Monday, August 14, 2017

Homelessness is still a problem. Gee, go figure

Ten years ago now, I was part of a major initiative to address homelessness in Victoria. The Mayor's Task Force on Breaking the Cycle of Mental Illness, Addictions and Homelessness brought together some of the most informed, passionate people in the country to look into the issue of people living on our streets and what needed to be done about it. 

In four intense months, the task force put together a comprehensive report, packed with thoughtful, meaningful research, strategies and findings. What lands people into homelessness in these modern times turned out to be quite a complex series of things, starting with people's own personal crises, health issues and inability (for all kinds of reasons) to manage the major problems and stressors of their lives, and then deepening into shifting priorities at all levels of government, systemic failures, flawed decision-making, disconnects and deep funding cuts across the existing system of support, and a general failure by our society to grasp how much effort and investment is needed over a very long time to try to address an entrenched social problem.

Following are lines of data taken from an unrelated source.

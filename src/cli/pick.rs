//! Interactive ROM picker.
//!
//! A thin driver over the pure allocator: selections are gathered from
//! numbered menus, allocated in one pass, and only the rejected picks are
//! dropped and re-offered. Bank bookkeeping lives entirely in the allocator;
//! the menu never mutates capacity state of its own.

use crate::alloc::{self, Outcome, RomFile};
use crate::cli::common::resolve_build_config;
use crate::plan::{self, ChipSize, MenuVariant};
use crate::project::Build;
use crate::{image, input};
use std::path::Path;
use std::{fs, io};

/// Run the interactive menu loop and assemble the confirmed composition.
pub fn pick(target: &Build, base: &Path) -> io::Result<()> {
    let chip = match target.chip() {
        Some(chip) => chip,
        None => prompt_chip()?,
    };
    let variant = match target.variant() {
        Some(variant) => variant,
        None => prompt_variant()?,
    };

    let mut sized = target.clone();
    sized.set_chip(chip);
    sized.set_variant(variant);

    let (chip, variant, bootstrap_path) = resolve_build_config(&sized)?;
    let bootstrap = fs::read(bootstrap_path.to_path(base))?;
    let profile = plan::plan(chip, variant, bootstrap.len() as u64)?;

    let out_path = sized.output().to_path(base);
    let available = candidates_in(base, &out_path)?;

    if available.is_empty() {
        return Err(io::Error::new(
            io::ErrorKind::NotFound,
            "No .gb files found next to the project; place some ROMs there first.",
        ));
    }

    let mut selection: Vec<RomFile> = Vec::new();

    loop {
        input::clear_screen();
        println!(
            "{} v{} -- {} chip, {}",
            crate_name!(),
            crate_version!(),
            chip.friendly_name(),
            variant.friendly_name()
        );
        println!();

        offer_roms(&available, &mut selection)?;

        let allocation = alloc::allocate(&profile, &selection);

        println!();
        println!("Composition:");

        let mut kept = Vec::new();

        for (rom, outcome) in selection.iter().zip(allocation.outcomes()) {
            match outcome {
                Outcome::Accepted(bank) => {
                    println!("  bank {}: {} ({}kb)", bank, rom.name(), rom.size() / 1024);
                    kept.push(rom.clone());
                }
                Outcome::RomTooLarge => println!(
                    "  {} is larger than any bank can hold and thus not compatible. Please reselect.",
                    rom.name()
                ),
                Outcome::AllocationExhausted => println!(
                    "  No bank has enough space left for {}. Please reselect.",
                    rom.name()
                ),
            }
        }

        selection = kept;

        println!();

        if input::confirm("Composition ok? (y/n)")? {
            let allocation = alloc::allocate(&profile, &selection);
            let len =
                image::build_image(&profile, allocation.placement(), &bootstrap, &out_path)?;

            println!("{} created ({} bytes)", out_path.display(), len);

            return Ok(());
        }
    }
}

/// Discover ROMs next to the project, skipping a stale output image.
fn candidates_in(base: &Path, out_path: &Path) -> io::Result<Vec<RomFile>> {
    let mut candidates = Vec::new();

    for path in input::discover_roms(base)? {
        if path.file_name() == out_path.file_name() {
            continue;
        }

        candidates.push(RomFile::from_path(&path)?);
    }

    Ok(candidates)
}

/// Offer every not-yet-selected ROM, appending picks to `selection` until
/// the user enters 0 or nothing is left to offer.
fn offer_roms(available: &[RomFile], selection: &mut Vec<RomFile>) -> io::Result<()> {
    loop {
        let remaining: Vec<&RomFile> = available
            .iter()
            .filter(|rom| !selection.iter().any(|s| s.path() == rom.path()))
            .collect();

        if remaining.is_empty() {
            return Ok(());
        }

        println!("Available roms:");

        for (i, rom) in remaining.iter().enumerate() {
            println!("{} : {} ({}kb)", i + 1, rom.name(), rom.size() / 1024);
        }

        let choice =
            input::prompt_selection("Select a rom to add. Enter 0 to stop.", remaining.len())?;

        if choice == 0 {
            return Ok(());
        }

        selection.push(remaining[choice - 1].clone());
    }
}

fn prompt_chip() -> io::Result<ChipSize> {
    let choices: Vec<ChipSize> = ChipSize::iter().into_iter().collect();

    println!("Available chip sizes:");

    for (i, chip) in choices.iter().enumerate() {
        println!("{} : {}", i + 1, chip.friendly_name());
    }

    loop {
        let choice = input::prompt_selection("Select a chip size.", choices.len())?;

        if choice > 0 {
            return Ok(choices[choice - 1]);
        }
    }
}

fn prompt_variant() -> io::Result<MenuVariant> {
    let choices: Vec<MenuVariant> = MenuVariant::iter().into_iter().collect();

    println!("Available menu variants:");

    for (i, variant) in choices.iter().enumerate() {
        println!("{} : {}", i + 1, variant.friendly_name());
    }

    loop {
        let choice = input::prompt_selection("Select a menu variant.", choices.len())?;

        if choice > 0 {
            return Ok(choices[choice - 1]);
        }
    }
}
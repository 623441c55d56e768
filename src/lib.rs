pub mod app_config;
pub mod domain;
pub mod query;
pub mod registry;
pub mod web;
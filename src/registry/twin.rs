use crate::domain::Device;
use chrono::{DateTime, Utc};
use serde::{Deserialize, Serialize};
use serde_json::{Map, Value};
use std::collections::HashMap;

// API: https://learn.microsoft.com/en-us/rest/api/iothub/service/devices/get-twin
#[derive(Debug, Deserialize)]
#[serde(rename_all = "camelCase")]
pub struct TwinGet {
    pub device_id: String,
    pub etag: Option<String>,
    pub status: Option<String>,
    pub connection_state: Option<String>,
    pub last_activity_time: Option<DateTime<Utc>>,
    pub tags: Option<Map<String, Value>>,
    #[serde(default)]
    pub properties: TwinProperties,
}

#[derive(Debug, Default, Deserialize)]
pub struct TwinProperties {
    #[serde(default)]
    pub desired: Map<String, Value>,
    #[serde(default)]
    pub reported: Map<String, Value>,
}

impl TwinGet {
    pub fn into_device(self, host_name: &str) -> Device {
        Device {
            id: self.device_id,
            etag: self.etag,
            enabled: self.status.is_none_or(|status| status.eq_ignore_ascii_case("enabled")),
            connected: self.connection_state.is_some_and(|state| state.eq_ignore_ascii_case("connected")),
            last_activity: self.last_activity_time,
            iot_hub_host_name: Some(host_name.to_string()),
            tags: self
                .tags
                .unwrap_or_default()
                .into_iter()
                .map(|(key, value)| match value {
                    Value::String(value) => (key, value),
                    value => (key, value.to_string()),
                })
                .collect(),
            desired: without_metadata(self.properties.desired),
            reported: without_metadata(self.properties.reported),
        }
    }
}

/// Drops the `$metadata` and `$version` bookkeeping the registry adds to twin properties.
fn without_metadata(properties: Map<String, Value>) -> Map<String, Value> {
    properties.into_iter().filter(|(key, _)| !key.starts_with('$')).collect()
}

#[derive(Debug, Serialize)]
#[serde(rename_all = "camelCase")]
pub struct DeviceIdentityPut<'a> {
    pub device_id: &'a str,
}

#[derive(Debug, Serialize)]
pub struct TwinPut<'a> {
    pub tags: &'a HashMap<String, String>,
    pub properties: TwinPutProperties<'a>,
}

#[derive(Debug, Serialize)]
pub struct TwinPutProperties<'a> {
    pub desired: &'a Map<String, Value>,
}

#[derive(Debug, Serialize)]
pub struct QueryRequest<'a> {
    pub query: &'a str,
}
use hubmanager::app_config::AppConfig;
use hubmanager::{registry, web};
use tracing::info;

#[tokio::main]
async fn main() -> Result<(), Box<dyn std::error::Error>> {
    let config = AppConfig::load()?;
    tracing_subscriber::fmt().with_max_level(config.server().log_level()?).init();

    info!("🪵 Starting {} v{}", env!("CARGO_PKG_NAME"), env!("CARGO_PKG_VERSION"));
    info!("✅  Loaded configuration");

    let registry = registry::from_config(&config)?;

    info!("🔥 {} is up and running", env!("CARGO_PKG_NAME"));
    web::serve(&config, registry).await?;

    Ok(())
}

The key message repeated over and over again in that report was that while we do indeed need much more housing and social supports, we will always have homelessness unless we address the root causes of it. Without that, you are simply housing those who are homeless right now, even while new people fall into homelessness behind them.

A decade on, we have built some more housing. We have added more outreach. We have shifted thinking in the judicial system to the point that judges now routinely make much more humane decisions when confronted with cases that so clearly come down to homelessness and poverty rather than criminal intent.

We have also talked and talked about the root causes of homelessness, so much so that I'd like to think that virtually everyone now understands much more that homelessness happens not because someone is too lazy to work or reluctant to "pull up their bootstraps," but because of things like mental illness, poverty, disability, catastrophic injury, substance issues, a lifetime of disadvantage, and the lack of any kind of personal support system to fall back.

But while public awareness may have improved, the strategies that might staunch the flow of people into homelessness have never come about. That explains why we are still talking about homelessness like nothing has changed, and why there were a thousand or so people living homeless in Victoria when the task force got underway in 2007 and still is. And why there still will be 10 years from now if we keep doing things in the same ineffective, reactive way.

A new report was released last week confirming that the majority of homeless youth in our country are survivors of the foster system. Children from families investigated through Canada's child-welfare system are almost 200 times more likely to end up homeless at some point in their lifetime compared to children with no involvement in the system.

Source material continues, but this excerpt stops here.